Admins reboot Senate systems from afar
- By Joab Jackson
- Jan 03, 2008
Many seasoned systems administrators know the power and pain of the reboot.
Many, if not most, user problems can be solved by a simple reboot, and most systems require a power cycle after a major update of the software. But when you have hardware scattered around an office, or across the country. it can be a pain to go to each location just to punch the restart button.
Dataprobe has come up with a power strip that can be rebooted over a network.
And that can be a time saver for administrators whose equipment is scattered hither and yon.
For example, audiovisual technical consultant K2 Audio has found the strips to be handy in supporting the Senate Hearing Room Audio Network.
The Senate's hearing rooms are wired to record meetings. Microphones in the rooms connect to an audio interface box that converts analog inputs from the microphone into digital form, so it can be relayed back through the system for storage and real-time listening.
Each room has about six of these boxes. Each room also has an uninterruptible power supply to ensure any temporary power outages don't lead to long reboot times of the cameras and other equipment, said Rodrigo Ordonez, K2 design consultant.
A two-second lapse in power can result in a three-minute wait for the equipment to come back online.
Occasionally, the boxes ' which are on an Ethernet network ' need firmware upgrades, which can be done remotely. But after the firmware is installed, the equipment must be rebooted.
And it is impossible to reboot the equipment without being in the room.
'It's a kind of a problem to go to every room for anything that happens,' Ordonez said.
So K2 invested in iBootBar power strips from Dataprobe. The iBootBar is a simple power strip with an Ethernet port. A more expensive model also comes with an optional telephone jack for modem use, too. The port lets administrators log in to the power strip, via a Web page and shut off and restart power for each outlet on that strip.

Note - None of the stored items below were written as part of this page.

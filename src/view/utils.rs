//! Utility functions for rendering UI components

use ratatui::{
    layout::Rect,
    style::{Color, Modifier, Style},
    widgets::{Block, List, ListItem, ListState},
    Frame,
};

pub fn render_scrollable_list(
    frame: &mut Frame,
    area: Rect,
    items: Vec<ListItem>,
    selected_index: usize,
    block: Block,
) {
    let list = List::new(items)
        .block(block)
        .highlight_style(Style::default()); // Highlight handled by item styles

    let mut list_state = ListState::default();
    list_state.select(Some(selected_index));

    frame.render_stateful_widget(list, area, &mut list_state);
}

/// `m:ss`; unknown or negative durations render as `0:00`
pub fn format_duration(seconds: f64) -> String {
    let total_seconds = if seconds.is_finite() && seconds > 0.0 {
        seconds.floor() as u64
    } else {
        0
    };
    let minutes = total_seconds / 60;
    let seconds = total_seconds % 60;
    format!("{}:{:02}", minutes, seconds)
}

/// Calculate width needed for index column (log10(n) + padding)
pub fn calculate_num_width(item_count: usize) -> usize {
    if item_count == 0 {
        2
    } else {
        let digits = (item_count as f64).log10().floor() as usize + 1;
        digits + 1
    }
}

pub fn truncate_string(s: &str, max_width: usize) -> String {
    if s.chars().count() > max_width {
        let truncated: String = s.chars().take(max_width.saturating_sub(3)).collect();
        format!("{:<width$}", format!("{}...", truncated), width = max_width)
    } else {
        format!("{:<width$}", s, width = max_width)
    }
}

pub fn item_style(is_selected: bool, is_playing: bool) -> Style {
    if is_selected {
        Style::default().fg(Color::Green).add_modifier(Modifier::BOLD)
    } else if is_playing {
        Style::default().fg(Color::Cyan).add_modifier(Modifier::BOLD)
    } else {
        Style::default()
    }
}
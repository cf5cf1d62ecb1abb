//! Model module - Application state and data types
//!
//! - `types`: Core type definitions (tracks, playlists, UI state)
//! - `cache`: Asset id to delivery URL cache
//! - `track_index`: Circular queue for next/previous
//! - `seek`: Arbitration between user drags and programmatic seeks
//! - `playback`: The playback session state machine
//! - `library`: Data access capability and the bundled JSON store
//! - `content`: Browse screen state
//! - `app_model`: Main application model tying the above together

mod types;
mod cache;
mod track_index;
mod seek;
mod playback;
mod library;
mod content;
mod app_model;

pub use types::{
    format_count, ActiveTab, NamePrompt, NamePromptMode, Page, Playlist, PlaylistPicker, Track,
    UiState, SETTINGS_ENTRIES,
};

pub use cache::ProxyDelivery;

pub use playback::{MetadataOutcome, PlaybackInfo, SeekOutcome, SessionState, StartMode};

pub use library::{JsonLibrary, LibraryData};

pub use content::ContentState;

pub use app_model::{AppModel, Direction, Selection};

#[cfg(test)]
pub(crate) use track_index::tests::track;
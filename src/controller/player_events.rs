//! Device event listener

use std::time::Instant;

use crate::audio::{DeviceEvent, DeviceEventChannel};
use crate::model::MetadataOutcome;
use super::AppController;

impl AppController {
    pub fn start_device_event_listener(&self, mut event_channel: DeviceEventChannel) {
        let controller = self.clone();
        tracing::info!("Starting device event listener");

        tokio::spawn(async move {
            while let Some(event) = event_channel.recv().await {
                if controller.model.lock().await.should_quit() {
                    tracing::debug!("Device event listener shutting down");
                    break;
                }
                controller.handle_device_event(event).await;
            }
        });
    }

    pub(crate) async fn handle_device_event(&self, event: DeviceEvent) {
        let mut model = self.model.lock().await;

        match event {
            DeviceEvent::TimeUpdate { source, position } => {
                tracing::trace!(position, "DeviceEvent::TimeUpdate");
                model.session.on_time_update(&source, position, Instant::now());
            }
            DeviceEvent::MetadataLoaded { source, duration } => {
                if !model.session.owns_source(&source) {
                    tracing::debug!(source = %source, "Dropping metadata for a replaced source");
                    return;
                }
                let generation = model.session.generation();
                let outcome = model.session.apply_metadata(
                    generation,
                    duration,
                    self.device.as_ref(),
                    Instant::now(),
                );
                tracing::debug!(duration, ?outcome, "DeviceEvent::MetadataLoaded");
                if let MetadataOutcome::Applied { elapsed } = outcome {
                    tracing::info!(generation, duration, elapsed, "Track ready");
                }
            }
            DeviceEvent::Ended { source } => {
                if !model.session.owns_source(&source) {
                    tracing::debug!(source = %source, "Dropping end of a replaced source");
                    return;
                }
                tracing::debug!("DeviceEvent::Ended");
                drop(model);
                self.next_track().await;
            }
            DeviceEvent::VolumeChanged { volume } => {
                tracing::trace!(volume, "DeviceEvent::VolumeChanged");
                model.session.on_volume_changed(volume);
            }
            DeviceEvent::PlaybackRejected { reason } => {
                tracing::warn!(reason = %reason, "Playback start rejected by device");
            }
            DeviceEvent::LoadFailed { source, reason } => {
                if !model.session.owns_source(&source) {
                    return;
                }
                tracing::error!(source = %source, reason = %reason, "Source failed to load");
                model.set_error(format!("Could not load track: {}", reason));
            }
        }
    }
}

#[cfg(test)]
mod tests {
    use super::*;
    use crate::audio::testing::DeviceCommand;
    use crate::controller::tests::{eventually, harness};
    use crate::model::track;

    const SOURCE_A: &str = "http://assets/api/audio-proxy?fileid=file-a";

    #[tokio::test]
    async fn ended_advances_to_successor() {
        let h = harness(&["a", "b"]);
        h.controller.load_library().await;
        h.controller.play_track(track("a")).await;

        h.controller
            .handle_device_event(DeviceEvent::Ended { source: SOURCE_A.to_string() })
            .await;
        let model = h.controller.model.lock().await;
        assert_eq!(model.session.current_track_id(), Some("b"));
        assert!(model.session.play_intent());
    }

    #[tokio::test]
    async fn stale_events_are_dropped() {
        let h = harness(&["a", "b"]);
        h.controller.load_library().await;
        h.controller.play_track(track("b")).await;

        h.controller
            .handle_device_event(DeviceEvent::Ended { source: SOURCE_A.to_string() })
            .await;
        h.controller
            .handle_device_event(DeviceEvent::MetadataLoaded {
                source: SOURCE_A.to_string(),
                duration: 30.0,
            })
            .await;
        h.controller
            .handle_device_event(DeviceEvent::LoadFailed {
                source: SOURCE_A.to_string(),
                reason: "404".to_string(),
            })
            .await;

        let model = h.controller.model.lock().await;
        assert_eq!(model.session.current_track_id(), Some("b"));
        assert!(!model.session.is_ready());
        assert!(!model.has_error());
    }

    #[tokio::test]
    async fn metadata_event_readies_and_time_updates_flow() {
        let h = harness(&["a"]);
        h.controller.load_library().await;
        h.controller.play_track(track("a")).await;

        h.controller
            .handle_device_event(DeviceEvent::MetadataLoaded {
                source: SOURCE_A.to_string(),
                duration: 90.0,
            })
            .await;
        assert!(h.controller.model.lock().await.session.is_ready());
        assert!(h.device.commands().contains(&DeviceCommand::Play));

        h.controller
            .handle_device_event(DeviceEvent::TimeUpdate {
                source: SOURCE_A.to_string(),
                position: 12.0,
            })
            .await;
        assert_eq!(h.controller.model.lock().await.session.elapsed_seconds(), 12.0);
    }

    #[tokio::test]
    async fn load_failure_surfaces_error() {
        let h = harness(&["a"]);
        h.controller.load_library().await;
        h.controller.play_track(track("a")).await;
        h.controller
            .handle_device_event(DeviceEvent::LoadFailed {
                source: SOURCE_A.to_string(),
                reason: "404".to_string(),
            })
            .await;
        assert!(h.controller.model.lock().await.has_error());
    }

    #[tokio::test]
    async fn listener_consumes_channel() {
        let h = harness(&["a"]);
        let (tx, rx) = tokio::sync::mpsc::unbounded_channel();
        h.controller.start_device_event_listener(rx);

        tx.send(DeviceEvent::VolumeChanged { volume: 0.3 }).unwrap();
        eventually(&h.controller, |m| (m.session.volume() - 0.3).abs() < f32::EPSILON).await;
    }
}
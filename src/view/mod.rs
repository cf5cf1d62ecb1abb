//! View module - UI rendering
//!
//! - `utils`: Shared utility functions (formatting, scrollable lists)
//! - `layout`: Top bar with tabs and search
//! - `content`: Main content area rendering
//! - `progress`: Minimized and maximized player
//! - `overlays`: Modal overlays (error, help, playlist picker, name prompt)

mod utils;
mod layout;
mod content;
mod progress;
mod overlays;

use ratatui::{
    layout::{Constraint, Direction, Layout},
    Frame,
};

use crate::model::AppModel;

pub struct AppView;

impl AppView {
    pub fn render(frame: &mut Frame, model: &AppModel) {
        let playback = model.playback_info();

        let player_height = if playback.is_maximized {
            Constraint::Percentage(60)
        } else {
            Constraint::Length(3)
        };

        let chunks = Layout::default()
            .direction(Direction::Vertical)
            .constraints([
                Constraint::Length(3), // Tabs + search
                Constraint::Min(0),    // Main content
                player_height,         // Player
            ])
            .split(frame.area());

        layout::render_top_bar(frame, chunks[0], &model.content);
        content::render_main_content(frame, chunks[1], model);

        if playback.is_maximized {
            progress::render_maximized_player(frame, chunks[2], &playback);
        } else {
            progress::render_progress_bar(frame, chunks[2], &playback);
        }

        let ui_state = &model.ui_state;

        if let Some(picker) = &ui_state.playlist_picker {
            overlays::render_playlist_picker(frame, picker, &model.playlists);
        }

        if let Some(prompt) = &ui_state.name_prompt {
            overlays::render_name_prompt(frame, prompt);
        }

        if ui_state.show_help_popup {
            overlays::render_help_popup(frame);
        }

        // Error notification overlay (if there's an error)
        if ui_state.error_message.is_some() {
            overlays::render_error_notification(frame, ui_state);
        }
    }
}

Instead of going from room to room to reboot equipment after a firmware upgrade, administrators can reboot the equipment from the maintenance shop.
Although somewhat expensive for a power strip ' prices start at $485 ' the iBootBar can be handy in many circumstances, said Dataprobe President David Weiss. Equipment that isn't being used can be shut off remotely for security and energy savings.
The power strips have a command line interface, with support for Telnet and Simple Network Management Protocol, so administrators could write scripts to automate when the units shut down, start up or reboot.
The modem unit supports dual-tone multifrequency, so administrators could work with the power strip using only a telephone.
Joab Jackson is the senior technology editor for Government Computer News.